Un détail m’a frappée à The Standard Brussels : le petit banc près de la porte de la chambre, où j’ai pu poser mon sac pour chercher ma clé.
V. H. « Exact. Sachez qu’il y a une conduite dessous qu’on ne pouvait pas déplacer. Cette solution est donc née de la contrainte, mais nous l’avons transformée en atout. C’est typiquement le genre de chose qui me me rend heureuse. »
Qu’est-ce qui vous met en colère dans un hôtel ?
V. H. « Quand l’éclairage est compliqué. Rien ne m’agace plus qu’un éclairage dont je ne trouve pas l’interrupteur. Ou une pression d’eau moyenne sous la douche. Ce genre de choses peut vraiment m’énerver. »
Le personnel me semble l’aspect le plus important d’un hôtel. Quelqu’un qui met vingt minutes à me resservir un cappuccino au petit-déjeuner peut me fâcher.
V. H. « C’est vrai : le personnel est crucial. Il m’est arrivé d’arriver épuisée dans un hôtel et qu’on me parle sans fin de tout ce qu’on pouvait y faire. On ne me lisait pas entre les lignes. On ne voyait pas que je voulais seulement filer au lit. »
Ce qui m’intrigue : The Standard ose des quartiers difficiles. À New York, Meatpacking et Lower East Side, quand ils étaient encore assez « chauds ». Aujourd’hui, près de Bruxelles-Nord, un quartier pas évident non plus.

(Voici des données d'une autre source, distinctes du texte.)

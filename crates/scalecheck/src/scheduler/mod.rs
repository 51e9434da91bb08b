//! Scheduled job that periodically triggers the autoscaler.
//!
//! The job carries the autoscaler configuration as its Pub/Sub message body:
//! a JSON array with one object per monitored instance.
use base64::Engine;
use base64::engine::general_purpose::STANDARD;
use std::fmt::{Display, Formatter};
use std::path::PathBuf;
use std::str::FromStr;

use crate::common::error::HarnessError;
use crate::tool::{CommandRunner, Invocation, run_checked};

/// Payload field holding the minimal instance size.
pub const MIN_SIZE_KEY: &str = "minSize";

/// `projects/{project}/locations/{location}/jobs/{job}`
#[derive(Debug, Clone, PartialEq, Eq)]
pub struct JobName {
    pub project: String,
    pub location: String,
    pub job: String,
}

impl FromStr for JobName {
    type Err = HarnessError;

    fn from_str(s: &str) -> Result<Self, Self::Err> {
        match s.split('/').collect::<Vec<_>>().as_slice() {
            ["projects", project, "locations", location, "jobs", job]
                if !project.is_empty() && !location.is_empty() && !job.is_empty() =>
            {
                Ok(Self {
                    project: project.to_string(),
                    location: location.to_string(),
                    job: job.to_string(),
                })
            }
            _ => Err(HarnessError::ConfigError(format!(
                "Invalid scheduler job name `{s}`, expected projects/<project>/locations/<location>/jobs/<job>"
            ))),
        }
    }
}

impl Display for JobName {
    fn fmt(&self, f: &mut Formatter<'_>) -> std::fmt::Result {
        write!(
            f,
            "projects/{}/locations/{}/jobs/{}",
            self.project, self.location, self.job
        )
    }
}

#[derive(Debug, Clone, PartialEq, Eq)]
pub struct SchedulerJob {
    pub name: String,
    /// Decoded Pub/Sub message body.
    pub data: Vec<u8>,
}

pub trait SchedulerClient {
    fn get_job(&self, name: &JobName) -> crate::Result<SchedulerJob>;
    /// Replaces the Pub/Sub message body of the job, other fields are kept.
    fn update_job_data(&self, name: &JobName, data: &[u8]) -> crate::Result<()>;
}

/// Scheduler client backed by the `gcloud` CLI.
pub struct GcloudScheduler<'a> {
    runner: &'a dyn CommandRunner,
    gcloud: PathBuf,
}

impl<'a> GcloudScheduler<'a> {
    pub fn new(runner: &'a dyn CommandRunner, gcloud: PathBuf) -> Self {
        Self { runner, gcloud }
    }

    fn job_args(&self, command: &[&str], name: &JobName) -> Vec<String> {
        let mut args: Vec<String> = command.iter().map(|arg| arg.to_string()).collect();
        args.extend([
            name.job.clone(),
            format!("--project={}", name.project),
            format!("--location={}", name.location),
        ]);
        args
    }
}

impl SchedulerClient for GcloudScheduler<'_> {
    fn get_job(&self, name: &JobName) -> crate::Result<SchedulerJob> {
        let mut args = self.job_args(&["scheduler", "jobs", "describe"], name);
        args.push("--format=json".to_string());
        let output = run_checked(self.runner, &Invocation::new(&self.gcloud, args))?;
        parse_job(output.stdout_str()?)
    }

    fn update_job_data(&self, name: &JobName, data: &[u8]) -> crate::Result<()> {
        let body = std::str::from_utf8(data)
            .map_err(|e| HarnessError::PayloadError(format!("Payload is not UTF-8: {e}")))?;
        let mut args = self.job_args(&["scheduler", "jobs", "update", "pubsub"], name);
        args.push(format!("--message-body={body}"));
        run_checked(self.runner, &Invocation::new(&self.gcloud, args))?;
        Ok(())
    }
}

fn parse_job(output: &str) -> crate::Result<SchedulerJob> {
    let job: serde_json::Value = serde_json::from_str(output)?;
    let name = job["name"]
        .as_str()
        .ok_or_else(|| HarnessError::SerializationError("JSON key name not found".to_string()))?;
    let data = match job["pubsubTarget"]["data"].as_str() {
        Some(data) => STANDARD.decode(data)?,
        None => {
            return Err(HarnessError::PayloadError(format!(
                "Job {name} has no Pub/Sub target data"
            )));
        }
    };
    Ok(SchedulerJob {
        name: name.to_string(),
        data,
    })
}

/// Returns `payload` with `minSize` of the first config set to `units`.
pub fn with_min_size(payload: &[u8], units: u32) -> crate::Result<Vec<u8>> {
    let mut configs: serde_json::Value = serde_json::from_slice(payload)
        .map_err(|e| HarnessError::PayloadError(format!("Payload is not JSON: {e}")))?;
    let config = configs
        .as_array_mut()
        .and_then(|configs| configs.first_mut())
        .and_then(|config| config.as_object_mut())
        .ok_or_else(|| {
            HarnessError::PayloadError(
                "Payload must be a non-empty array of configuration objects".to_string(),
            )
        })?;
    config.insert(MIN_SIZE_KEY.to_string(), units.into());
    Ok(serde_json::to_vec(&configs)?)
}

/// Changes the minimal size in the autoscaler config carried by the job.
pub fn set_min_size(client: &dyn SchedulerClient, name: &JobName, units: u32) -> crate::Result<()> {
    let job = client.get_job(name)?;
    let data = with_min_size(&job.data, units)?;
    log::info!("Setting {MIN_SIZE_KEY} of {name} to {units}");
    client.update_job_data(name, &data)
}
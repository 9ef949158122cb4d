//! Command handlers.
//!
//! Each handler translates CLI arguments into a core request, runs the core
//! service with real adapters and reports the result. No business logic
//! lives here.

use momo_adapters::{LocalFilesystem, SystemCommandRunner};
use momo_core::application::{DependencyService, HealthService, ScaffoldService, TaskService};

use crate::prompt::terminal_prompter;

pub mod add;
pub mod completions;
pub mod config;
pub mod create;
pub mod dep;
pub mod doctor;
pub mod list;
pub mod task;

fn scaffold_service() -> ScaffoldService {
    ScaffoldService::new(
        Box::new(LocalFilesystem::new()),
        terminal_prompter(),
        Box::new(SystemCommandRunner::new()),
    )
}

fn dependency_service() -> DependencyService {
    DependencyService::new(
        Box::new(LocalFilesystem::new()),
        terminal_prompter(),
        Box::new(SystemCommandRunner::new()),
    )
}

fn task_service() -> TaskService {
    TaskService::new(
        Box::new(LocalFilesystem::new()),
        Box::new(SystemCommandRunner::new()),
    )
}

fn health_service() -> HealthService {
    HealthService::new(Box::new(LocalFilesystem::new()))
}
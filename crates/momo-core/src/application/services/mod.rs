//! Application services - orchestrate use cases.
//!
//! Services coordinate the domain layer and ports to accomplish
//! high-level use cases like "add a dependency" or "create a project".

pub mod dependency_service;
pub mod discovery;
pub mod health_service;
pub mod scaffold_service;
pub mod task_service;

pub use dependency_service::{DependencyService, InstallPlan, Placement, Resolution};
pub use discovery::WorkspaceDiscovery;
pub use health_service::{CheckResult, HealthReport, HealthService};
pub use scaffold_service::{
    ComponentOptions, ComponentPlan, CreateOptions, ProjectPlan, ScaffoldService,
};
pub use task_service::{TaskService, TurboTask};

V. H. « Ce n’est effectivement pas facile. Au début, j’ai moi-même douté de l’emplacement. Mais je pense qu’on peut vraiment faire la différence et aider un quartier à monter. C’est en tout cas l’objectif. Aucune idée si on y arrivera ici. »

Combien de temps donne-t-on à un hôtel ?
V. H. « Une fois l’hôtel terminé et ouvert, le vrai travail commence. Toute une équipe doit y bâtir une véritable communauté. On peut y venir dormir, bien sûr, mais aussi manger ou boire un verre — sans forcément se rendre compte que tout se passe dans un hôtel. La première semaine, beaucoup de clients très différents ont déjà trouvé le chemin. On a même des retours. La première année, on parle de grace year, mais la deuxième, il faut atteindre certains objectifs. Faire d’un hôtel un succès est un processus qui ne s’arrête jamais. »
Qu’y a-t-il à votre agenda ?
V. H. « L’an prochain, nous ouvrons un The Standard dans un ancien hôpital militaire, dans le vieux quartier de l’Alfama, à Lisbonne. Nous travaillons sur ce projet depuis environ huit ans — la covid s’en est mêlée. À Lisbonne, la lumière est magique. Vous le sentez : ce sera très difficile de dire au revoir. »
Verena Haller
. A étudié l’architecture et signé les designs des hôtels The W, Four Seasons, The James et Equinox, entre autres.
. A grandi dans les Dolomites et réside officiellement à New York.
. A collaboré avec le gourou de l’hôtellerie Ian Schrager sur l’hôtel The Public à Chicago et le développement des hôtels Edition.
. Depuis 2010, Head of Design au sein du groupe Hyatt, auquel appartiennent les hôtels The Standard.
. Parcourt le monde et vit, le temps des chantiers, dans les hôtels où elle contribue à préparer l’ouverture.